Why are you trying to use such large arrays?

There are ways of emulating sparsely populated arrays. Perhaps that's
what you want?

Tom

Aug 9 '06 #5
On 8 Aug 2006 16:22:52 -0700, "Old Wolf" <ol*****@inspire.net.nz>
wrote:
>Ian Collins wrote:
>dj*****@gmail.com wrote:
// this does not compile because the number 1234567891234584 is not an
INT
anArray[1234567891234584] = 1 ;
If you can allocate more than INT_MAX elements, you should probably
write 1234567891234584LL to tell the compiler the constant is a long
long, otherwise it will default to int.

Constants always take on a type that can represent them
(unless there is no such type). In this case, the constant
will be a long long without you having to specify it --
assuming that the number exceeds LONG_MAX, and that
the compiler is in C99 mode.

I don't know where this myth came from that there is
something wrong with un-suffixed constants.
Which begs the question, why would one ever use a suffixed constant?

--
jay
Aug 9 '06 #6
jaysome wrote:
On 8 Aug 2006 16:22:52 -0700, "Old Wolf" <ol*****@inspire.net.nz>
wrote:

>>Ian Collins wrote:
>>>dj*****@gmail.com wrote:

// this does not compile because the number 1234567891234584 is not an
INT
anArray[1234567891234584] = 1 ;
If you can allocate more than INT_MAX elements, you should probably
write 1234567891234584LL to tell the compiler the constant is a long
long, otherwise it will default to int.

Constants always take on a type that can represent them
(unless there is no such type). In this case, the constant
will be a long long without you having to specify it --
assuming that the number exceeds LONG_MAX, and that
the compiler is in C99 mode.

I don't know where this myth came from that there is
something wrong with un-suffixed constants.


Which begs the question, why would one ever use a suffixed constant?
long double a = 1e500;

This is an error because 1e500 is a double constant and its maximum
value can be only around 1e300. To avoid
getting garbage you HAVE to put the 'L' like

long double a = 1e500L;
Aug 9 '06 #7
jaysome wrote:
On 8 Aug 2006 16:22:52 -0700, "Old Wolf" <ol*****@inspire.net.nz>
wrote:
>>Constants always take on a type that can represent them
(unless there is no such type). In this case, the constant
will be a long long without you having to specify it --
assuming that the number exceeds LONG_MAX, and that
the compiler is in C99 mode.

I don't know where this myth came from that there is
something wrong with un-suffixed constants.

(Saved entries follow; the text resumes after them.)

pub mod checks;
pub mod config;
pub mod error;
pub mod linter;
pub mod recipe;
pub mod report;

pub use checks::{check_base_image, check_non_root_user, check_optimized_run, CheckName};
pub use config::{LinterConfig, OutputFormat};
pub use error::LintError;
pub use linter::{lint, lint_file, LintOptions};
pub use recipe::parser::DockerfileParser;
pub use recipe::{Instruction, ParsedRecipe};
pub use report::{Finding, LintReport, ReportRow, Severity};
#![allow(deprecated)] // cargo_bin deprecation - still works fine

use assert_cmd::Command;
use predicates::prelude::*;
use std::fs;
use std::path::PathBuf;
use tempfile::TempDir;

const UNOPTIMIZED: &str = "FROM python:latest\nWORKDIR /app\nRUN pip install flask\nCMD [\"python\", \"app.py\"]\n";
const CLEAN: &str = "FROM python:3.9-slim\nRUN pip install flask && pip cache purge\nUSER appuser\n";

fn cmd() -> Command {
    let mut cmd = Command::cargo_bin("dockerfile-linter").expect("binary should exist");
    cmd.env("NO_COLOR", "1").env_remove("RUST_LOG");
    cmd
}

fn write_dockerfile(dir: &TempDir, content: &str) -> PathBuf {
    let path = dir.path().join("Dockerfile");
    fs::write(&path, content).unwrap();
    path
}

fn json_issues(output: &[u8]) -> Vec<serde_json::Value> {
    let value: serde_json::Value = serde_json::from_slice(output).expect("stdout should be JSON");
    value["issues"].as_array().expect("issues array").clone()
}

#[test]
fn text_report_lists_findings() {
    let dir = TempDir::new().unwrap();
    let path = write_dockerfile(&dir, UNOPTIMIZED);

    cmd()
        .arg(&path)
        .assert()
        .success()
        .stdout(predicate::str::contains("Dockerfile Analysis Report"))
        .stdout(predicate::str::contains("Avoid using 'latest' tag for base images."))
        .stdout(predicate::str::contains("No non-root user specified."))
        .stdout(predicate::str::contains("FAIL"));
}

#[test]
fn clean_dockerfile_reports_all_checks_passed() {
    let dir = TempDir::new().unwrap();
    let path = write_dockerfile(&dir, CLEAN);

    cmd()
        .arg(&path)
        .assert()
        .success()
        .stdout(predicate::str::contains("All checks passed"))
        .stdout(predicate::str::contains("Well done!"));
}

#[test]
fn json_output_has_issue_triples_in_check_order() {
    let dir = TempDir::new().unwrap();
    let path = write_dockerfile(&dir, UNOPTIMIZED);

    let output = cmd()
        .arg(&path)
        .args(["--output", "json"])
        .output()
        .unwrap();
    assert!(output.status.success());

    let issues = json_issues(&output.stdout);
    let severities: Vec<&str> = issues.iter().map(|i| i[1].as_str().unwrap()).collect();
    assert_eq!(severities, vec!["WARN", "INFO", "FAIL", "WARN"]);
    assert_eq!(
        issues[1][0],
        "Consider using a smaller base image instead of python:latest."
    );
}

#[test]
fn json_output_for_clean_file_is_empty_list() {
    let dir = TempDir::new().unwrap();
    let path = write_dockerfile(&dir, CLEAN);

    let output = cmd().arg(&path).args(["--output", "json"]).output().unwrap();
    assert!(output.status.success());
    assert!(json_issues(&output.stdout).is_empty());
}

#[test]
fn ignore_accepts_multiple_names() {
    let dir = TempDir::new().unwrap();
    let path = write_dockerfile(&dir, UNOPTIMIZED);

    let output = cmd()
        .arg(&path)
        .args(["--output", "json", "--ignore", "Base Image Check", "Optimized RUN Check"])
        .output()
        .unwrap();
    assert!(output.status.success());

    let issues = json_issues(&output.stdout);
    assert_eq!(issues.len(), 1);
    assert_eq!(issues[0][0], "No non-root user specified.");
}

#[test]
fn unknown_ignore_name_is_inert() {
    let dir = TempDir::new().unwrap();
    let path = write_dockerfile(&dir, UNOPTIMIZED);

    let output = cmd()
        .arg(&path)
        .args(["--output", "json", "--ignore", "base image check"])
        .output()
        .unwrap();
    assert!(output.status.success());
    assert_eq!(json_issues(&output.stdout).len(), 4);
}

#[test]
fn missing_dockerfile_reports_not_found() {
    let dir = TempDir::new().unwrap();
    let path = dir.path().join("Dockerfile");

    cmd()
        .arg(&path)
        .assert()
        .failure()
        .stdout(predicate::str::contains(format!(
            "Error: Dockerfile not found at '{}'",
            path.display()
        )));
}

#[test]
fn unparseable_dockerfile_reports_unexpected_error() {
    let dir = TempDir::new().unwrap();
    let path = write_dockerfile(&dir, "RUN echo no base image\n");

    cmd()
        .arg(&path)
        .assert()
        .failure()
        .stdout(predicate::str::starts_with("An unexpected error occurred: "))
        .stdout(predicate::str::contains("No FROM instruction"));
}

#[test]
fn invalid_output_format_is_rejected() {
    let dir = TempDir::new().unwrap();
    let path = write_dockerfile(&dir, CLEAN);

    cmd()
        .arg(&path)
        .args(["--output", "yaml"])
        .assert()
        .failure()
        .stderr(predicate::str::contains("invalid value"));
}

#[test]
fn missing_positional_is_usage_error() {
    cmd().assert().failure().stderr(predicate::str::contains("Usage"));
}

#[test]
fn config_beside_dockerfile_is_applied() {
    let dir = TempDir::new().unwrap();
    let path = write_dockerfile(&dir, UNOPTIMIZED);
    fs::write(
        dir.path().join(".dockerfile-linter.toml"),
        "output = \"json\"\nignore = [\"Non-Root User Check\"]\n",
    )
    .unwrap();

    let output = cmd().arg(&path).output().unwrap();
    assert!(output.status.success());
    let issues = json_issues(&output.stdout);
    assert_eq!(issues.len(), 3);
    assert!(issues.iter().all(|i| i[0] != "No non-root user specified."));
}

#[test]
fn cli_output_overrides_config() {
    let dir = TempDir::new().unwrap();
    let path = write_dockerfile(&dir, CLEAN);
    fs::write(dir.path().join(".dockerfile-linter.toml"), "output = \"json\"\n").unwrap();

    cmd()
        .arg(&path)
        .args(["--output", "text"])
        .assert()
        .success()
        .stdout(predicate::str::contains("All checks passed"));
}

#[test]
fn explicit_config_must_exist() {
    let dir = TempDir::new().unwrap();
    let path = write_dockerfile(&dir, CLEAN);

    cmd()
        .arg(&path)
        .arg("--config")
        .arg(dir.path().join("missing.toml"))
        .assert()
        .failure()
        .stdout(predicate::str::contains("An unexpected error occurred: Failed to load config"));
}

#[test]
fn verbose_logs_go_to_stderr() {
    let dir = TempDir::new().unwrap();
    let path = write_dockerfile(&dir, UNOPTIMIZED);

    let output = cmd()
        .arg(&path)
        .args(["-v", "--output", "json", "--ignore", "Base Image Check"])
        .output()
        .unwrap();
    assert!(output.status.success());
    json_issues(&output.stdout);
    let stderr = String::from_utf8_lossy(&output.stderr);
    assert!(stderr.contains("skipping ignored check"), "stderr: {}", stderr);
}

#[test]
fn directory_argument_lints_contained_dockerfile() {
    let dir = TempDir::new().unwrap();
    write_dockerfile(&dir, UNOPTIMIZED);

    let output = cmd()
        .arg(dir.path())
        .args(["--output", "json"])
        .output()
        .unwrap();
    assert!(output.status.success());
    assert_eq!(json_issues(&output.stdout).len(), 4);
}

#[test]
fn directory_without_dockerfile_reports_given_path() {
    let dir = TempDir::new().unwrap();

    cmd()
        .arg(dir.path())
        .assert()
        .failure()
        .stdout(predicate::str::contains(format!(
            "Error: Dockerfile not found at '{}'",
            dir.path().display()
        )));
}

#[test]
fn read_failure_prints_cause_once() {
    let dir = TempDir::new().unwrap();
    let path = dir.path().join("bad.Dockerfile");
    fs::write(&path, [0x46, 0x52, 0x4f, 0x4d, 0x20, 0xff, 0xfe, 0x0a]).unwrap();

    let output = cmd().arg(&path).output().unwrap();
    assert!(!output.status.success());

    let stdout = String::from_utf8_lossy(&output.stdout);
    assert!(stdout.starts_with("An unexpected error occurred: Failed to read"), "stdout: {}", stdout);
    assert_eq!(stdout.matches("valid UTF-8").count(), 1, "stdout: {}", stdout);
}
use crate::recipe::Instruction;
use crate::report::{Finding, Severity};

/// Warn once if any `RUN` is a single, unchained command.
pub fn check_optimized_run(instructions: &[Instruction]) -> Vec<Finding> {
    let offender = instructions
        .iter()
        .find(|i| i.is("RUN") && !i.value.contains("&&"));

    match offender {
        Some(_) => vec![Finding::new(
            "Combine RUN commands to reduce image layers.",
            Severity::Warn,
            "Use '&&' to chain commands in a single RUN.",
        )],
        None => Vec::new(),
    }
}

Which begs the question, why would one ever use a suffixed constant?
long long int i = 1LL << 40;
Aug 9 '06 #8
jacob navia <ja***@jacob.remcomp.frwrites:
jaysome wrote:
>On 8 Aug 2006 16:22:52 -0700, "Old Wolf" <ol*****@inspire.net.nz>
wrote:
[...]
>>>I don't know where this myth came from that there is
something wrong with un-suffixed constants.
Which begs the question, why would one ever use a suffixed constant?

long double a = 1e500;

This is an error because 1e500 is a double constant and its maximum
value can be only around 1e300. To avoid
getting garbage you HAVE to put the 'L' like

long double a = 1e500L;
Interesting point. Integer literals have a type that depends on the
value of the literal and the range of the type; floating-point
literals don't. I suppose that since floating-point has both range
and precision, it would be more difficult to construct a consistent
set of rules.

(If DBL_MAX >= 1e500, the above declaration is ok, but you do need the
suffix to be safe.)

So the previous question can be changed to: why would one ever use a
suffixed *integer* constant?

One example is an argument to a variadic function, but that's probably
fairly rare. In most contexts, numeric values will be implicitly
converted to the required type.

--
Keith Thompson (The_Other_Keith) ks***@mib.org <http://www.ghoti.net/~kst>
San Diego Supercomputer Center <* <http://users.sdsc.edu/~kst>
We must do something. This is something. Therefore, we must do this.
Aug 9 '06 #9
Tom St Denis wrote:
How many times can people say "don't cast void pointers" before newbs
actually read the advice and do it?
Could you explain, why casting void pointers is bad?
Aug 9 '06 #10
tgur <no@mail.plwrote:
Tom St Denis wrote:
How many times can people say "don't cast void pointers" before newbs
actually read the advice and do it?
Could you explain, why casting void pointers is bad?
Because it is rarely if ever necessary.

There are a couple of occasions when an ordinary programmer should cast
a void pointer or should cast any other pointer to void *. One is when
passing them to a variadic function. Another is inside the comparison
function for qsort().
The case Tom complains about, which is on receiving a void pointer from
malloc() and friends, is _not_ one of these occasions. Often, the
perceived need to cast malloc() is a result of one or more of three
faults: not #including <stdlib.h>, using a C++ compiler instead of a C
one, and a lack of clue about void pointers in C.

Richard
Aug 9 '06 #11
The limit depends on the particular compiler, memory model, hardware,
and operating system.

Many compilers nowdays generate 32-bit code and 32-bit addresses, which
limits their addressing ability to an absolute maximum of about 4
billion bytes of data plus 4 billion bytes of code. Sometimes enhanced
by another 4GB of heap data.

In addition to that the operating system often grabs a part of the
potential address space. For instance, various versions of Windows
reserve 1/4 to 1/2 the address space for their own use.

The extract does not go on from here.